17. In oral evidence the visa applicant stated that he had no role in the decision to leave China, and was a naïve 17‑year‑old. He acknowledged that there were some inconsistencies and false statements in various documents signed by him, but explained that he relied on other people, whom he did not know, because of his lack of English and knowledge of immigration rules, and nobody told him to tell the truth. Under cross‑examination he explained that he had no knowledge of the identities of the persons who kidnapped him or how they identified his mother for the payment of the ransom, and was afraid of them. He stated that his family told him to remain in Australia after the ransom was paid, and confirmed that he told the applicant about his background and immigration status several months after they met.
18. In a written outline of evidence dated 11 May 2005 (Exhibit A1) the applicant confirmed the details given by the visa applicant concerning the circumstances of their meeting and later marriage. She stated that life for the visa applicant has been difficult in China, particularly in relation to finding a good job and starting his own business. She said that he is employed and works hard and wants to be in a position to look after her, particularly as her family does not approve of her marriage to him and has not supported them financially.
19. The applicant stated that she loves the visa applicant and wants to resume their life in Australia by returning to Sale and re‑establishing their business. She said that they would like to have two children, and this is not permitted in China. She also stated that she believes the visa applicant to be a hard‑working person of good character who has not broken the law other than immigration law, and that he was very young and did not understand the law at the time. She noted that when in Australia the visa applicant looked after her and sent money to his mother.

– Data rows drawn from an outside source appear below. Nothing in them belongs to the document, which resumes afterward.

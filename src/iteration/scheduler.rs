//! Per-iteration decision making.
//!
//! [`IterationScheduler`] is the composition root of the scheduling core:
//! it asks the balancer for a baseline mode, feeds the latest summary to
//! the stagnation detector, and overrides the baseline when the loop has
//! stalled.

use serde::Serialize;
use tracing::{debug, info};

use crate::iteration::balancer;
use crate::iteration::policy::IterationPolicy;
use crate::iteration::state::{IterationCounts, Mode};
use crate::stagnation::StagnationDetector;

/// Outcome of a single scheduling step.
#[derive(Debug, Clone, Copy, PartialEq, Eq, Serialize)]
pub struct Decision {
    /// Mode the next iteration should run in
    pub mode: Mode,
    /// What the balancer alone would have chosen
    pub baseline: Mode,
    /// Whether recent summaries were judged repetitive
    pub stalled: bool,
    /// Whether a shake-up task must be enqueued
    pub shake_up_required: bool,
}

impl Decision {
    /// True when stagnation changed the balancer's choice.
    #[must_use]
    pub fn overridden(&self) -> bool {
        self.mode != self.baseline
    }
}

/// Owns the detector state for one running loop.
///
/// Not meant to be shared: each loop constructs its own scheduler.
///
/// # Example
///
/// ```
/// use bizloop::iteration::{IterationCounts, IterationPolicy, IterationScheduler, Mode};
///
/// let policy = IterationPolicy::new(0.6, 0.4, 0.6, 1).unwrap();
/// let mut scheduler = IterationScheduler::new(policy);
///
/// let counts = IterationCounts::new(1, 0);
/// let first = scheduler.decide(&counts, Some("a b c"));
/// assert_eq!(first.mode, Mode::Deepen);
///
/// let second = scheduler.decide(&counts, Some("a b c"));
/// assert_eq!(second.mode, Mode::Explore);
/// assert!(second.shake_up_required);
/// ```
#[derive(Debug, Clone)]
pub struct IterationScheduler {
    policy: IterationPolicy,
    detector: StagnationDetector,
}

impl IterationScheduler {
    /// Create a scheduler with an empty summary history.
    #[must_use]
    pub fn new(policy: IterationPolicy) -> Self {
        let detector = StagnationDetector::new(&policy);
        Self { policy, detector }
    }

    /// Create a scheduler resuming from a persisted summary history.
    #[must_use]
    pub fn with_history<I, S>(policy: IterationPolicy, history: I) -> Self
    where
        I: IntoIterator<Item = S>,
        S: Into<String>,
    {
        let detector = StagnationDetector::with_history(&policy, history);
        Self { policy, detector }
    }

    /// Decide the next iteration's mode.
    ///
    /// `recent_summary` is the output of the previous iteration, absent on
    /// the very first one. Counts are read, never modified.
    pub fn decide(&mut self, counts: &IterationCounts, recent_summary: Option<&str>) -> Decision {
        let baseline = balancer::next_mode_for(counts, &self.policy);
        let stalled = recent_summary.is_some_and(|summary| self.detector.observe(summary));

        let decision = if stalled {
            Decision {
                mode: Mode::Explore,
                baseline,
                stalled: true,
                shake_up_required: true,
            }
        } else {
            Decision {
                mode: baseline,
                baseline,
                stalled: false,
                shake_up_required: false,
            }
        };

        if decision.stalled {
            info!(
                "Stagnation detected after {} similar iterations; forcing {} (baseline {})",
                self.policy.stagnation_runs(),
                decision.mode,
                baseline
            );
        } else {
            debug!(
                "Decided {} (explore={}, deepen={})",
                decision.mode, counts.explore_count, counts.deepen_count
            );
        }

        decision
    }

    /// Balancer recommendation without touching the detector.
    #[must_use]
    pub fn baseline(&self, counts: &IterationCounts) -> Mode {
        balancer::next_mode_for(counts, &self.policy)
    }

    /// The policy this scheduler was built with.
    #[must_use]
    pub fn policy(&self) -> &IterationPolicy {
        &self.policy
    }

    /// Read access to the detector (for persisting its history).
    #[must_use]
    pub fn detector(&self) -> &StagnationDetector {
        &self.detector
    }
}

#[cfg(test)]
mod tests {
    use super::*;

    fn scheduler(explore: f64, threshold: f64, runs: usize) -> IterationScheduler {
        IterationScheduler::new(IterationPolicy::new(explore, 1.0 - explore, threshold, runs).unwrap())
    }

    #[test]
    fn test_first_iteration_without_summary() {
        let mut s = scheduler(0.6, 0.6, 3);
        let decision = s.decide(&IterationCounts::default(), None);
        assert_eq!(
            decision,
            Decision {
                mode: Mode::Explore,
                baseline: Mode::Explore,
                stalled: false,
                shake_up_required: false,
            }
        );
        assert!(s.detector().history().is_empty());
    }

    #[test]
    fn test_follows_balancer_when_not_stalled() {
        let mut s = scheduler(0.7, 0.6, 3);
        let decision = s.decide(&IterationCounts::new(2, 0), Some("fresh idea"));
        assert_eq!(decision.mode, Mode::Deepen);
        assert!(!decision.stalled);
        assert!(!decision.shake_up_required);
        assert!(!decision.overridden());
    }

    #[test]
    fn test_stall_overrides_deepen_baseline() {
        let mut s = scheduler(0.5, 0.6, 2);
        let counts = IterationCounts::new(5, 1);
        assert_eq!(s.baseline(&counts), Mode::Deepen);

        s.decide(&counts, Some("same summary"));
        s.decide(&counts, Some("same summary"));
        let decision = s.decide(&counts, Some("same summary"));

        assert!(decision.stalled);
        assert!(decision.shake_up_required);
        assert_eq!(decision.mode, Mode::Explore);
        assert_eq!(decision.baseline, Mode::Deepen);
        assert!(decision.overridden());
    }

    #[test]
    fn test_stall_with_explore_baseline_still_requires_shake_up() {
        let mut s = scheduler(1.0, 0.6, 1);
        s.decide(&IterationCounts::default(), Some("x"));
        let decision = s.decide(&IterationCounts::new(1, 0), Some("x"));
        assert_eq!(decision.mode, Mode::Explore);
        assert!(decision.shake_up_required);
        assert!(!decision.overridden());
    }

    #[test]
    fn test_absent_summary_does_not_touch_history() {
        let mut s = scheduler(0.5, 0.6, 1);
        s.decide(&IterationCounts::default(), Some("x"));
        let decision = s.decide(&IterationCounts::new(1, 0), None);
        assert!(!decision.stalled);
        assert_eq!(s.detector().history().len(), 1);
    }

    #[test]
    fn test_with_history_resumes_stall() {
        let policy = IterationPolicy::new(0.5, 0.5, 0.6, 2).unwrap();
        let mut s = IterationScheduler::with_history(policy, ["a b c", "a b c"]);
        let decision = s.decide(&IterationCounts::new(3, 3), Some("a b c"));
        assert!(decision.shake_up_required);
    }

    #[test]
    fn test_decision_serializes() {
        let decision = Decision {
            mode: Mode::Explore,
            baseline: Mode::Deepen,
            stalled: true,
            shake_up_required: true,
        };
        let json = serde_json::to_string(&decision).unwrap();
        assert!(json.contains("\"mode\":\"explore\""));
        assert!(json.contains("\"shake_up_required\":true"));
    }
}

20. In a further written document dated 25 November 2004 (Exhibit A7) the applicant described the visa applicant’s background in China and the circumstances of his arrival in Australia in 1996. She said that he is a responsible and diligent man who worked hard at his businesses in Melbourne and Sale, paid taxes in Australia and provided job opportunities. She stated that the visa applicant’s seven‑year absence from China has made it difficult to commence any new business ventures in China due to the lack of contacts. The applicant said that she has encouraged him to undertake further study, and he is making a genuine effort to improve his prospects.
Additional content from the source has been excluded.